Sometimes in novels or on telly one comes across husbands who say things like "are you tired darling, do you want me to cook supper?" But presumably these are just fictional characters - no wait, I was married to someone once who cooked supper on his own initiative - regularly.  Obviously there's more to marriage than - but this isn't about supper, it's about consideration, inclusion even.  I don't actually believe M is aspergic, he's too emotionally sensitive in lots of ways.  I am not feeling as sensitive and touchy as I was 3 or 4 years ago.  Maybe I'm just hungry!  but it's upsetting, and once again I feel that all the efforts of the last 20 years are - well not wasted exactly, but I suppose I just can't imagine making supper and eating it with the boys.  But perhaps I should do that.  I don't know, he's apologetic - but I'm hurt.  I shouldn't be hurt, I should rise above it, I should think of all the positives.

Passive agression?
But the fact is, these things ALWAYS happen around about the times when I am making super-human efforts to create something good for the family - in this case the wider family. So they always have a sort of passive-aggressive side to them, as if he is saying "you think you can make me work on this family project, I don't want to - I'm going to be ill, and if I can't get away with that, I shall be unhelpful and obstructive."  I have asked him if he knows he does this, but he denies it.  But every year, as the Christmas events - his birthday (which I feel like cancelling this year), the DAY and my family's day all evoke these sort of responses from him.   Which is why for many years I've fantasised about going abroad - Rome and Egypt always seem appealing - but Provence would do.  Which is why...

Resentment
Yes, obviously, I do feel resentful.  I am trying hard to write, but am not getting a chance.  I am happy to do things for the greater good - it's part of my bleeding raison d'etre - but why can't these feel like a collective effort.  I don't want to direct all the activities, I don't want to be the organiser - Oh God, why did I marry someone with the organisational powers and strategic thinking of a - oh, I don't know - supply your own creature - even a duck billed platypus has probably got greater abilities in this area than M. I bloody well hope my reward will be in heaven - but occasionally I can't help wishing for an earthly reward too.


Tuesday 17 September 2013

Almodovar - Los Amantes Pasajeros

Just went to see this at the local cinema club - don't know how long it's been out, but it was great fun.  I am not sure there's much else to say about it.  Obviously if you were horrified by homosexuality you wouldn't find it fun... just horribly vulgar, but my only question about it is:  Is it acceptable to continue to portray the cabin staff of an aircraft as hysterical queeny stereotypes... I mean, this was the kind of thing one heard about in say the early 80's - but now?  Or is it OK in Spain?  Or is it because Almodovar is gay that he can say what he likes (well, we all can of course - but most of us would be torn apart by the wild dogs of PC rectitude if we did).   Or is it - Heaven forefend - that gay cabin crew really do behave like this and the whole thing has been made with documentary veracity.

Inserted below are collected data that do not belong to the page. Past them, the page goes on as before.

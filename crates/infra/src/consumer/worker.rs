use std::sync::{Arc, Mutex, PoisonError};
use std::time::Duration;

use chrono::{DateTime, Utc};
use serde::Serialize;
use tokio::sync::{Semaphore, watch};
use tokio::task::{JoinHandle, JoinSet};
use tracing::{debug, error, info, instrument, warn};

use stockrelay_events::{Broker, Delivery, HandlerError, HandlerRegistry};

use super::dead_letter::{DeadLetterRouter, DivertError};
use super::retry::RetryPolicy;
use crate::audit::{AuditLog, AuditRecord};

/// Consumer settings for one queue.
#[derive(Debug, Clone, PartialEq, Eq)]
pub struct ConsumerConfig {
    pub queue: String,
    pub retry: RetryPolicy,
    /// Messages handled in parallel; 1 keeps broker order.
    pub concurrency_limit: usize,
    /// Pause after a failed `receive` before trying again.
    pub receive_backoff: Duration,
}

impl ConsumerConfig {
    pub fn new(queue: impl Into<String>) -> Self {
        Self {
            queue: queue.into(),
            retry: RetryPolicy::default(),
            concurrency_limit: 1,
            receive_backoff: Duration::from_secs(1),
        }
    }

    pub fn with_retry(mut self, retry: RetryPolicy) -> Self {
        self.retry = retry;
        self
    }

    pub fn with_concurrency_limit(mut self, limit: usize) -> Self {
        self.concurrency_limit = limit.max(1);
        self
    }
}

/// Where one delivery ended up.
#[derive(Debug, Clone, PartialEq, Eq)]
pub enum ProcessingOutcome {
    /// Handled, recorded as `Processed`, acknowledged.
    Succeeded,
    /// Handed back to the broker for another attempt.
    Retrying { next_attempt: u32, delay: Duration },
    /// Recorded as `DeadLettered` and removed from the queue.
    DeadLettered { attempts: u32 },
    /// Could not be settled (audit store down); returned to the queue and
    /// settled on a later delivery.
    Unsettled,
}
use chrono::{DateTime, Utc};
use serde_json::Value as JsonValue;

use crate::envelope::EnvelopeError;

/// A typed integration event meant for other services.
///
/// Integration events are:
/// - **immutable** facts about a completed business mutation
/// - **routable**: each variant has a stable event type and a topic routing key
/// - **schema-strict**: a payload decodes into exactly one variant, chosen by event type
pub trait IntegrationEvent: Clone + core::fmt::Debug + Send + Sync + 'static {
    /// Stable event type tag (e.g. "ProductCreated").
    fn event_type(&self) -> &'static str;

    /// Topic routing key (`<entity>.<verb>`, e.g. "product.created").
    fn routing_key(&self) -> &'static str;

    /// When the mutation happened (business time).
    fn occurred_at(&self) -> DateTime<Utc>;

    /// Serialize the variant's fields (without any variant tag).
    fn to_payload(&self) -> Result<JsonValue, EnvelopeError>;

    /// Rebuild the variant registered for `event_type` from its payload.
    fn from_payload(event_type: &str, payload: &JsonValue) -> Result<Self, EnvelopeError>;
}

Given Almodovar's "form" the characters are unsurprising - and the revelations about Spanish business, sexual attitudes etc. are nice and satirical...I did laugh quite a lot, but I could see a lot of the jokes coming.   I was interested that the loudest (most shocked) laughter came during the more explicit jokes - it is that kind of laughter that comes when people don't quite believe that they've heard/seen something so explicit.   One used to hear it at Julian Clary gigs in the 80s.  I found myself laughing less at these bits - not because I am a prude, but because these tended to be the less subtle/amusing jokes.  But I enjoyed it, and enjoyed the discovery that the little bit of Spanish I learned by going to Madrid 3.5 years ago was still helpful.

We wanted to get Finn to come and see the film with us; given his horror at homosexuality it's just as well he didn't.

Wednesday 11 September 2013

I'm not talking

I think I must still be recovering from the intense, full on social interaction of the Summer Squall and its aftermath.  I just want to be left alone.  I am feeling I ought to be doing something - but I think I'm in a composting phase... perhaps like last year I'll suddenly have a run at some work and make great inroads into a re-write of Conscience - but just now I can barely think.  Being illish doesn't help, but I really do just want to be alone. And have some time off from domestic duties!

I am reading - that's my new thing, and not going on FB very often - 24 hour gaps between visits.

Tuesday 10 September 2013

Bleeding fibroids...

There is something about the name "fibroid" that seems terribly middle-aged and somehow recalls the "Surgical supplies" shops that used to exist, with their discreetly displayed trusses and Dr. Scholl's sandals...or small ads in the back pages of women's magazines, or patent medicines with names like "Iron Geloids".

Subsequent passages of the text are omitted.